··· DATA FOR THE TASK

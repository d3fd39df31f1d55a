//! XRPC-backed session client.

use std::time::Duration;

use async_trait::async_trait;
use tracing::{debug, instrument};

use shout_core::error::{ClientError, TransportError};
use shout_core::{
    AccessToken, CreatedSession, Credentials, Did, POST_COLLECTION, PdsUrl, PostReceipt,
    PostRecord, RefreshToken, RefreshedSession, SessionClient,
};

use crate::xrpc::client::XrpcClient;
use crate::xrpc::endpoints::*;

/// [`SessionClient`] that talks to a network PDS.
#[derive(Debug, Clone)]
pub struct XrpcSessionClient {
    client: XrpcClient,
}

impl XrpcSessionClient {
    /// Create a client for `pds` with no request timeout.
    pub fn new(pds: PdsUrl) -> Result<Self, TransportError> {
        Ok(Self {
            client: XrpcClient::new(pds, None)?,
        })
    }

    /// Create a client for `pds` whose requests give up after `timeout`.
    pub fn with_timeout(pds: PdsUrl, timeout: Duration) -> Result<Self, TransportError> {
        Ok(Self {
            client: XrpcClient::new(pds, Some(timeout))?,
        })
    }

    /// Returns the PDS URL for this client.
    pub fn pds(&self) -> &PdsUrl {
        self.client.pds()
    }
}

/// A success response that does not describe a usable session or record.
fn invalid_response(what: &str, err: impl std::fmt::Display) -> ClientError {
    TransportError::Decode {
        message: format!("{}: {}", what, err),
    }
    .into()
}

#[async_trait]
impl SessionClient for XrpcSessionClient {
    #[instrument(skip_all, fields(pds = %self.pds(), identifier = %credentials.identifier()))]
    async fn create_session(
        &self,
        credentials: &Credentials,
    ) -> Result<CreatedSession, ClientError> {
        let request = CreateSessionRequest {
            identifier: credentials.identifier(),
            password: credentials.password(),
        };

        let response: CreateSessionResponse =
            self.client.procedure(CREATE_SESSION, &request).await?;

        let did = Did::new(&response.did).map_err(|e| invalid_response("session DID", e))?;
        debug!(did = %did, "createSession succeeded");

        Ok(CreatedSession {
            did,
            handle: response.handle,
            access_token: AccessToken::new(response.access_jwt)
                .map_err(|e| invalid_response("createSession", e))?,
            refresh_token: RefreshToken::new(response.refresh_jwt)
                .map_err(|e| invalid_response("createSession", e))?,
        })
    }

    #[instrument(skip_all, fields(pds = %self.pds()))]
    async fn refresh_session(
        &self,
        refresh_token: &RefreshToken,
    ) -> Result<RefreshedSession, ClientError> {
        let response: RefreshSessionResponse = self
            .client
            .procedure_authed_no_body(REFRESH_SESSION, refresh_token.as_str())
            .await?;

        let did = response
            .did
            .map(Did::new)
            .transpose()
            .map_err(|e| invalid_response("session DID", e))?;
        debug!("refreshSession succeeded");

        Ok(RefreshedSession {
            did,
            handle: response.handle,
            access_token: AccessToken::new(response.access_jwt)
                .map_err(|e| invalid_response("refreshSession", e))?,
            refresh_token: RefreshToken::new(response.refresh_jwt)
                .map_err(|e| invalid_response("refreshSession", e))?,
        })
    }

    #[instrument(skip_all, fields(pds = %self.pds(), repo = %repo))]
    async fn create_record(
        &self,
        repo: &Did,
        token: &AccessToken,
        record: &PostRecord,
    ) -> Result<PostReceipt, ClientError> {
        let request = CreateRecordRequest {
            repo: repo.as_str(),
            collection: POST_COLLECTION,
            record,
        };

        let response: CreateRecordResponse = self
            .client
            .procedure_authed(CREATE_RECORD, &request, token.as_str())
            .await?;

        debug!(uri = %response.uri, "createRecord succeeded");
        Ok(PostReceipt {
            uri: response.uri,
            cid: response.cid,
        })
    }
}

······
··· DATA FOR THE TASK

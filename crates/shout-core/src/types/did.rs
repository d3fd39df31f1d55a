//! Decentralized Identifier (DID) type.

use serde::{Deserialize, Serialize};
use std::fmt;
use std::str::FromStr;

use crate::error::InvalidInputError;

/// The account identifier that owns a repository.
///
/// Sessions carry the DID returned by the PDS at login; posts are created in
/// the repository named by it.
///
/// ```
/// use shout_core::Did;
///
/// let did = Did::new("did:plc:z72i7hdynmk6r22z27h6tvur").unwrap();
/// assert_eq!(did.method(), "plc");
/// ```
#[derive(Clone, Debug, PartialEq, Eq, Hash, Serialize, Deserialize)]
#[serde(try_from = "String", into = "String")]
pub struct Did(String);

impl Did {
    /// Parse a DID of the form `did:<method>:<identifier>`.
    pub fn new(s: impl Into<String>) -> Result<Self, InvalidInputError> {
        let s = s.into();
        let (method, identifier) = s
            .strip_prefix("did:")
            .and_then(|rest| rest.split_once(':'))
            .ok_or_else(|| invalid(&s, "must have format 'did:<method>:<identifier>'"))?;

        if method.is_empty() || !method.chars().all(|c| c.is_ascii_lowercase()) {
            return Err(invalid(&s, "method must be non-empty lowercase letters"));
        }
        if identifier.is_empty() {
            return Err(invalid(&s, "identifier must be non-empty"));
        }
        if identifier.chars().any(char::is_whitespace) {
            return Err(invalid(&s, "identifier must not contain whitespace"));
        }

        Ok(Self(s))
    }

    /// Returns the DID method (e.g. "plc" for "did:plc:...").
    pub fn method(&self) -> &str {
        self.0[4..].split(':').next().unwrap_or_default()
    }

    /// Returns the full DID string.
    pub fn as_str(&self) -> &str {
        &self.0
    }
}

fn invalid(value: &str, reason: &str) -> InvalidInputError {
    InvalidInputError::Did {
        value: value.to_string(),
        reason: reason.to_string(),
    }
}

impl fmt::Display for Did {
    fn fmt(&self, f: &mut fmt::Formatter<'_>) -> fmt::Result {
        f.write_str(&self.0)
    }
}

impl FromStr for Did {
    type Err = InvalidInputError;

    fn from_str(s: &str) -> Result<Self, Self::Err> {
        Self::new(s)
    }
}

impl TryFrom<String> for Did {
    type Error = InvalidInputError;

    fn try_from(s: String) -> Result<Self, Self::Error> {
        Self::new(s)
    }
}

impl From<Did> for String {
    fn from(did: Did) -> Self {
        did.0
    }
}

······

### WHAT THE TASK REQUIRES
For the string "TransportError", show each line of the listing where it appears.

### ANSWER SPACE
use shout_core::error::{ClientError, TransportError};
    pub fn new(pds: PdsUrl) -> Result<Self, TransportError> {
    pub fn with_timeout(pds: PdsUrl, timeout: Duration) -> Result<Self, TransportError> {
    TransportError::Decode {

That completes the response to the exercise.